Start of Supplied material

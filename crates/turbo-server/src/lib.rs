//! turbo-server
//!
//! HTTP surface of a shard node (`/health`, `/search` over one shard) and of
//! the gateway that fans a search out to every shard node and merges the hits.

pub mod errors;
pub mod gateway;
pub mod shard;

use axum::http::Method;
use axum::Router;
use tower_http::cors::{Any, CorsLayer};
use tower_http::trace::TraceLayer;

pub use errors::ApiError;
pub use gateway::{gateway_router, GatewayState};
pub use shard::{open_shard, shard_router};

fn with_layers(router: Router) -> Router {
    let cors = CorsLayer::new()
        .allow_origin(Any)
        .allow_methods([Method::GET, Method::POST])
        .allow_headers(Any);
    router.layer(cors).layer(TraceLayer::new_for_http())
}

/// Resolves on SIGINT or SIGTERM.
pub async fn shutdown_signal() {
    let ctrl_c = async {
        if let Err(e) = tokio::signal::ctrl_c().await {
            tracing::error!("failed to install Ctrl+C handler: {e}");
        }
    };

    #[cfg(unix)]
    let terminate = async {
        match tokio::signal::unix::signal(tokio::signal::unix::SignalKind::terminate()) {
            Ok(mut sig) => {
                sig.recv().await;
            }
            Err(e) => tracing::error!("failed to install SIGTERM handler: {e}"),
        }
    };

    #[cfg(not(unix))]
    let terminate = std::future::pending::<()>();

    tokio::select! {
        _ = ctrl_c => tracing::info!("received SIGINT"),
        _ = terminate => tracing::info!("received SIGTERM"),
    }
    tracing::info!("shutting down, draining in-flight requests");
}
use std::cmp::Ordering;

use turbo_core::types::SearchHit;

/// Combine per-shard hit lists into one list ordered by descending score,
/// keeping at most `top_k`. Scores are taken as already comparable across shards.
pub fn merge_hits(per_shard: Vec<Vec<SearchHit>>, top_k: usize) -> Vec<SearchHit> {
    let mut merged: Vec<SearchHit> = per_shard.into_iter().flatten().collect();
    merged.sort_by(|a, b| b.score.partial_cmp(&a.score).unwrap_or(Ordering::Equal));
    merged.truncate(top_k);
    merged
}
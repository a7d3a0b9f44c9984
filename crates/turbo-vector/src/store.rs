use std::fs::{File, OpenOptions};
use std::ops::Range;
use std::path::Path;

use memmap2::{Mmap, MmapMut};

use turbo_core::error::{Error, Result};
use turbo_core::types::LocalDocId;

const F32_BYTES: usize = 4;

enum Mapping {
    Writable(MmapMut),
    ReadOnly(Mmap),
}

impl Mapping {
    fn bytes(&self) -> &[u8] {
        match self {
            Mapping::Writable(m) => &m[..],
            Mapping::ReadOnly(m) => &m[..],
        }
    }
}

/// Fixed-slot vector file. Slot `i` spans `[i*dim*4, (i+1)*dim*4)` and holds
/// `dim` little-endian f32 values for local doc id `i`; unwritten slots are zero.
pub struct VectorStore {
    mapping: Mapping,
    dim: usize,
    capacity: u32,
}

impl VectorStore {
    /// Create (or truncate) the vector file, zero-extend it to
    /// `capacity * dim * 4` bytes and map it read-write.
    pub fn create(path: &Path, capacity: u32, dim: usize) -> Result<Self> {
        if capacity == 0 || dim == 0 {
            return Err(Error::InvalidConfig(format!("vector store needs capacity and dim > 0 (got {capacity}, {dim})")));
        }
        let size = (capacity as usize)
            .checked_mul(dim * F32_BYTES)
            .ok_or_else(|| Error::InvalidConfig(format!("vector store of {capacity} x {dim} overflows")))?;
        let file = OpenOptions::new().read(true).write(true).create(true).truncate(true).open(path)?;
        file.set_len(size as u64)?;
        // SAFETY: the file is owned by this shard writer for the whole ingestion run
        // and is not resized while mapped.
        let mmap = unsafe { MmapMut::map_mut(&file) }
            .map_err(|e| Error::Storage(format!("mmap {} failed: {e}", path.display())))?;
        tracing::debug!(path = %path.display(), capacity, dim, bytes = size, "vector store created");
        Ok(Self { mapping: Mapping::Writable(mmap), dim, capacity })
    }

    /// Map an existing vector file read-only for serving.
    pub fn open_read_only(path: &Path, dim: usize) -> Result<Self> {
        if dim == 0 { return Err(Error::InvalidConfig("vector dim must be > 0".to_string())); }
        let file = File::open(path)?;
        let len = file.metadata()?.len();
        if len == 0 { return Err(Error::Storage(format!("vector file {} is empty", path.display()))); }
        let slot = (dim * F32_BYTES) as u64;
        if len % slot != 0 {
            tracing::warn!(path = %path.display(), len, slot, "vector file is not a whole number of slots");
        }
        let capacity = u32::try_from(len / slot).unwrap_or(u32::MAX);
        // SAFETY: serving assumes ingestion has finished; nothing writes the file while mapped.
        let mmap = unsafe { Mmap::map(&file) }
            .map_err(|e| Error::Storage(format!("mmap {} failed: {e}", path.display())))?;
        Ok(Self { mapping: Mapping::ReadOnly(mmap), dim, capacity })
    }

    pub fn dim(&self) -> usize { self.dim }

    pub fn capacity(&self) -> u32 { self.capacity }

    fn slot_range(&self, local_id: LocalDocId) -> Option<Range<usize>> {
        let width = self.dim * F32_BYTES;
        let start = (local_id as usize).checked_mul(width)?;
        let end = start.checked_add(width)?;
        (end <= self.mapping.bytes().len()).then_some(start..end)
    }

    /// Store `vector` in slot `local_id`. Running past the end of the file means
    /// the shard was sized too small and is reported as `CapacityExceeded`.
    pub fn write(&mut self, local_id: LocalDocId, vector: &[f32]) -> Result<()> {
        if vector.len() != self.dim {
            return Err(Error::DimensionMismatch { expected: self.dim, got: vector.len() });
        }
        let range = self.slot_range(local_id).ok_or(Error::CapacityExceeded { local_id, capacity: self.capacity })?;
        let Mapping::Writable(mmap) = &mut self.mapping else {
            return Err(Error::Storage("vector store is mapped read-only".to_string()));
        };
        for (chunk, value) in mmap[range].chunks_exact_mut(F32_BYTES).zip(vector) {
            chunk.copy_from_slice(&value.to_le_bytes());
        }
        Ok(())
    }

    /// Decode slot `local_id`, or `None` (logged) when the id lies outside the file.
    pub fn read(&self, local_id: LocalDocId) -> Option<Vec<f32>> {
        let Some(range) = self.slot_range(local_id) else {
            tracing::warn!(local_id, capacity = self.capacity, mapped = self.mapping.bytes().len(), "vector read out of bounds");
            return None;
        };
        let raw = &self.mapping.bytes()[range];
        Some(raw.chunks_exact(F32_BYTES).map(|c| f32::from_le_bytes([c[0], c[1], c[2], c[3]])).collect())
    }

    pub fn flush(&self) -> Result<()> {
        if let Mapping::Writable(mmap) = &self.mapping {
            mmap.flush()?;
        }
        Ok(())
    }
}
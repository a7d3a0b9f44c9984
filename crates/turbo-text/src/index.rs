use std::fmt::Display;
use std::path::Path;

use tantivy::collector::TopDocs;
use tantivy::query::QueryParser;
use tantivy::schema::{Field, Value};
use tantivy::{doc, Index, IndexReader, IndexWriter, ReloadPolicy, TantivyDocument};

use turbo_core::error::{Error, Result};
use turbo_core::traits::{TextIndexWriter, TextSearcher};
use turbo_core::types::{LexicalHit, TextEntry};

use crate::tantivy_utils::{build_schema, register_tokenizer, ID_FIELD, TEXT_FIELD, TITLE_FIELD};

const WRITER_HEAP_BYTES: usize = 50_000_000;

fn index_err(e: impl Display) -> Error { Error::TextIndex(e.to_string()) }

pub struct ShardTextIndex {
	index: Index,
	reader: IndexReader,
	writer: Option<IndexWriter>,
	id_field: Field,
	title_field: Field,
	text_field: Field,
}

impl ShardTextIndex {
	/// Create an empty index at `index_dir`, replacing whatever was there.
	pub fn create(index_dir: &Path) -> Result<Self> {
		if index_dir.exists() { std::fs::remove_dir_all(index_dir)?; }
		std::fs::create_dir_all(index_dir)?;
		let index = Index::create_in_dir(index_dir, build_schema()).map_err(index_err)?;
		register_tokenizer(&index);
		let writer: IndexWriter = index.writer(WRITER_HEAP_BYTES).map_err(index_err)?;
		let reader = index.reader_builder().reload_policy(ReloadPolicy::Manual).try_into().map_err(index_err)?;
		Self::from_parts(index, reader, Some(writer))
	}

	/// Open an existing index for serving. The handle has no writer.
	pub fn open(index_dir: &Path) -> Result<Self> {
		if !index_dir.exists() { return Err(Error::NotFound(format!("text index at {}", index_dir.display()))); }
		let index = Index::open_in_dir(index_dir).map_err(index_err)?;
		register_tokenizer(&index);
		let reader = index.reader().map_err(index_err)?;
		Self::from_parts(index, reader, None)
	}

	fn from_parts(index: Index, reader: IndexReader, writer: Option<IndexWriter>) -> Result<Self> {
		let schema = index.schema();
		let id_field = schema.get_field(ID_FIELD).map_err(index_err)?;
		let title_field = schema.get_field(TITLE_FIELD).map_err(index_err)?;
		let text_field = schema.get_field(TEXT_FIELD).map_err(index_err)?;
		Ok(Self { index, reader, writer, id_field, title_field, text_field })
	}

	pub fn num_docs(&self) -> u64 { self.reader.searcher().num_docs() }

	fn stored_str(&self, doc: &TantivyDocument, field: Field) -> String {
		doc.get_first(field).and_then(|v| v.as_str()).unwrap_or("").to_string()
	}
}

impl TextIndexWriter for ShardTextIndex {
	fn flush(&mut self, batch: &[TextEntry]) -> Result<()> {
		let writer = self.writer.as_mut().ok_or_else(|| Error::TextIndex("index is read-only or closed".to_string()))?;
		for entry in batch {
			writer.add_document(doc!(
				self.id_field => entry.id.clone(),
				self.title_field => entry.title.clone(),
				self.text_field => entry.text.clone(),
			)).map_err(index_err)?;
		}
		writer.commit().map_err(index_err)?;
		self.reader.reload().map_err(index_err)?;
		tracing::debug!(docs = batch.len(), "text batch committed");
		Ok(())
	}

	fn close(&mut self) -> Result<()> {
		if let Some(writer) = self.writer.take() {
			writer.wait_merging_threads().map_err(index_err)?;
		}
		Ok(())
	}
}

impl TextSearcher for ShardTextIndex {
	fn search(&self, query: &str, window: usize) -> Result<Vec<LexicalHit>> {
		let searcher = self.reader.searcher();
		// The collector preallocates `limit` slots; never ask for more than the index holds.
		let limit = usize::try_from(searcher.num_docs()).unwrap_or(usize::MAX).min(window);
		if limit == 0 { return Ok(Vec::new()); }
		let parser = QueryParser::for_index(&self.index, vec![self.title_field, self.text_field]);
		// Free text from clients may contain query syntax; never fail on it.
		let (parsed, errors) = parser.parse_query_lenient(query);
		if !errors.is_empty() { tracing::debug!(?errors, query, "lenient query parse dropped clauses"); }
		let top_docs = searcher.search(&parsed, &TopDocs::with_limit(limit)).map_err(index_err)?;
		let mut hits = Vec::with_capacity(top_docs.len());
		for (score, addr) in top_docs {
			let doc: TantivyDocument = searcher.doc(addr).map_err(index_err)?;
			hits.push(LexicalHit {
				id: self.stored_str(&doc, self.id_field),
				score,
				title: self.stored_str(&doc, self.title_field),
				text: self.stored_str(&doc, self.text_field),
			});
		}
		Ok(hits)
	}
}
//! Consistent-hash ring with virtual nodes.
//!
//! Each shard `s` owns `V` positions `hash("shard-{s}-vnode-{v}")` on a 32-bit
//! ring. A key belongs to the first position at or after its own hash,
//! wrapping to the lowest position past the end. The ring is built once and
//! is read-only afterwards, so it can be shared freely across threads.

use std::collections::HashMap;
use std::hash::Hasher;

use twox_hash::XxHash32;

use crate::error::{Error, Result};

const HASH_SEED: u32 = 0;

/// Fixed 32-bit non-cryptographic hash used for both vnode positions and keys.
///
/// This is XxHash32 (seed 0), not FNV-1a. Shard assignment therefore differs
/// from rings built on FNV-1a, and shards indexed by such a ring cannot be
/// served or extended by this one.
pub fn hash32(key: &str) -> u32 {
    let mut hasher = XxHash32::with_seed(HASH_SEED);
    hasher.write(key.as_bytes());
    // XxHash32 only populates the low 32 bits.
    (hasher.finish() & u64::from(u32::MAX)) as u32
}

#[derive(Debug, Clone)]
pub struct HashRing {
    positions: Vec<u32>,
    owners: HashMap<u32, usize>,
    num_shards: usize,
}

impl HashRing {
    pub fn new(num_shards: usize, vnodes_per_shard: usize) -> Result<Self> {
        if num_shards == 0 || vnodes_per_shard == 0 {
            return Err(Error::InvalidConfig(format!(
                "hash ring needs at least one shard and one vnode (got {num_shards} shards, {vnodes_per_shard} vnodes)"
            )));
        }
        let mut positions = Vec::with_capacity(num_shards * vnodes_per_shard);
        let mut owners = HashMap::with_capacity(num_shards * vnodes_per_shard);
        for shard_id in 0..num_shards {
            for vnode in 0..vnodes_per_shard {
                let pos = hash32(&format!("shard-{shard_id}-vnode-{vnode}"));
                positions.push(pos);
                // A colliding vnode silently takes over the position.
                owners.insert(pos, shard_id);
            }
        }
        positions.sort_unstable();
        positions.dedup();
        Ok(Self { positions, owners, num_shards })
    }

    pub fn shard_for(&self, key: &str) -> usize {
        let h = hash32(key);
        let idx = self.positions.partition_point(|&p| p < h);
        let pos = self.positions.get(idx).or_else(|| self.positions.first());
        pos.and_then(|p| self.owners.get(p)).copied().unwrap_or(0)
    }

    pub fn num_shards(&self) -> usize { self.num_shards }

    pub fn num_positions(&self) -> usize { self.positions.len() }
}

#[cfg(test)]
mod tests {
    use super::*;

    #[test]
    fn lookup_is_deterministic() {
        let ring = HashRing::new(4, 128).expect("ring");
        let first = ring.shard_for("doc-42");
        for _ in 0..1000 {
            assert_eq!(ring.shard_for("doc-42"), first);
        }
        let rebuilt = HashRing::new(4, 128).expect("ring");
        assert_eq!(rebuilt.shard_for("doc-42"), first);
    }

    #[test]
    fn every_shard_receives_keys_roughly_evenly() {
        let ring = HashRing::new(4, 128).expect("ring");
        let total = 100_000usize;
        let mut counts = vec![0usize; 4];
        for i in 0..total {
            counts[ring.shard_for(&format!("doc-{i}"))] += 1;
        }
        let expected = total / 4;
        for (shard, count) in counts.iter().enumerate() {
            let deviation = (*count as f64 - expected as f64).abs() / expected as f64;
            assert!(deviation < 0.35, "shard {shard} got {count} keys (expected ~{expected})");
        }
    }

    fn max_relative_deviation(num_shards: usize, vnodes: usize, total: usize) -> f64 {
        let ring = HashRing::new(num_shards, vnodes).expect("ring");
        let mut counts = vec![0usize; num_shards];
        for i in 0..total {
            counts[ring.shard_for(&format!("doc-{i}"))] += 1;
        }
        let expected = total as f64 / num_shards as f64;
        counts.iter().map(|c| (*c as f64 - expected).abs() / expected).fold(0.0, f64::max)
    }

    #[test]
    fn more_vnodes_balance_better() {
        let sparse = max_relative_deviation(4, 1, 100_000);
        let dense = max_relative_deviation(4, 128, 100_000);
        assert!(dense < sparse, "128 vnodes deviate {dense:.3}, 1 vnode deviates {sparse:.3}");
    }

    #[test]
    fn keys_past_the_last_position_wrap_to_the_first() {
        let ring = HashRing::new(3, 16).expect("ring");
        let last = *ring.positions.last().expect("positions");
        let first_owner = ring.owners[&ring.positions[0]];
        // Find a key hashing beyond every vnode position.
        let key = (0..1_000_000)
            .map(|i| format!("wrap-{i}"))
            .find(|k| hash32(k) > last);
        if let Some(key) = key {
            assert_eq!(ring.shard_for(&key), first_owner);
        }
    }

    #[test]
    fn single_shard_owns_everything() {
        let ring = HashRing::new(1, 8).expect("ring");
        assert!((0..500).all(|i| ring.shard_for(&i.to_string()) == 0));
    }

    #[test]
    fn zero_shards_is_a_config_error() {
        assert!(matches!(HashRing::new(0, 128), Err(Error::InvalidConfig(_))));
        assert!(matches!(HashRing::new(4, 0), Err(Error::InvalidConfig(_))));
    }
}
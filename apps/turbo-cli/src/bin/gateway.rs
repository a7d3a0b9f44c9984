use turbo_server::{gateway_router, shutdown_signal, GatewayState};

#[tokio::main]
async fn main() -> anyhow::Result<()> {
    turbo_cli::init_tracing();
    let settings = turbo_cli::load_settings()?;
    let state = GatewayState::new(&settings.gateway)?;
    let addr = format!("0.0.0.0:{}", settings.gateway.port);
    let listener = tokio::net::TcpListener::bind(&addr).await?;
    tracing::info!(%addr, shards = ?state.shards(), "gateway listening");
    axum::serve(listener, gateway_router(state))
        .with_graceful_shutdown(shutdown_signal())
        .await?;
    Ok(())
}
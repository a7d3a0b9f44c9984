use tracing_subscriber::EnvFilter;

use turbo_core::config::{Config, Settings};

/// Install the fmt subscriber. `RUST_LOG` overrides the default `info` filter.
pub fn init_tracing() {
    let filter = EnvFilter::try_from_default_env().unwrap_or_else(|_| EnvFilter::new("info"));
    tracing_subscriber::fmt().with_env_filter(filter).with_target(false).init();
}

pub fn load_settings() -> anyhow::Result<Settings> {
    let config = Config::load().map_err(|e| {
        eprintln!("Error loading config: {e}");
        e
    })?;
    config.settings()
}
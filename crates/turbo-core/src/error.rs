use thiserror::Error;

#[derive(Debug, Error)]
pub enum Error {
    #[error("Invalid configuration: {0}")]
    InvalidConfig(String),

    #[error("Not found: {0}")]
    NotFound(String),

    #[error("I/O error: {0}")]
    Io(#[from] std::io::Error),

    #[error("Storage error: {0}")]
    Storage(String),

    #[error("Vector slot {local_id} exceeds shard capacity of {capacity} documents")]
    CapacityExceeded { local_id: u32, capacity: u32 },

    #[error("Vector dimension mismatch: expected {expected}, got {got}")]
    DimensionMismatch { expected: usize, got: usize },

    #[error("Embedding failed: {0}")]
    Embedding(String),

    #[error("Text index error: {0}")]
    TextIndex(String),

    #[error("DocMap error: {0}")]
    DocMap(String),

    #[error("Operation failed: {0}")]
    Operation(String),
}

impl Error {
    /// Collaborator failures worth retrying; everything else is deterministic.
    pub fn is_transient(&self) -> bool {
        matches!(self, Error::Embedding(_))
    }
}

pub type Result<T> = std::result::Result<T, Error>;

End of Supplied material

What you need to do - Where a line above contains the word "Writable", copy that line.

Written answer -
    Writable(MmapMut),
            Mapping::Writable(m) => &m[..],
        Ok(Self { mapping: Mapping::Writable(mmap), dim, capacity })
        let Mapping::Writable(mmap) = &mut self.mapping else {
        if let Mapping::Writable(mmap) = &self.mapping {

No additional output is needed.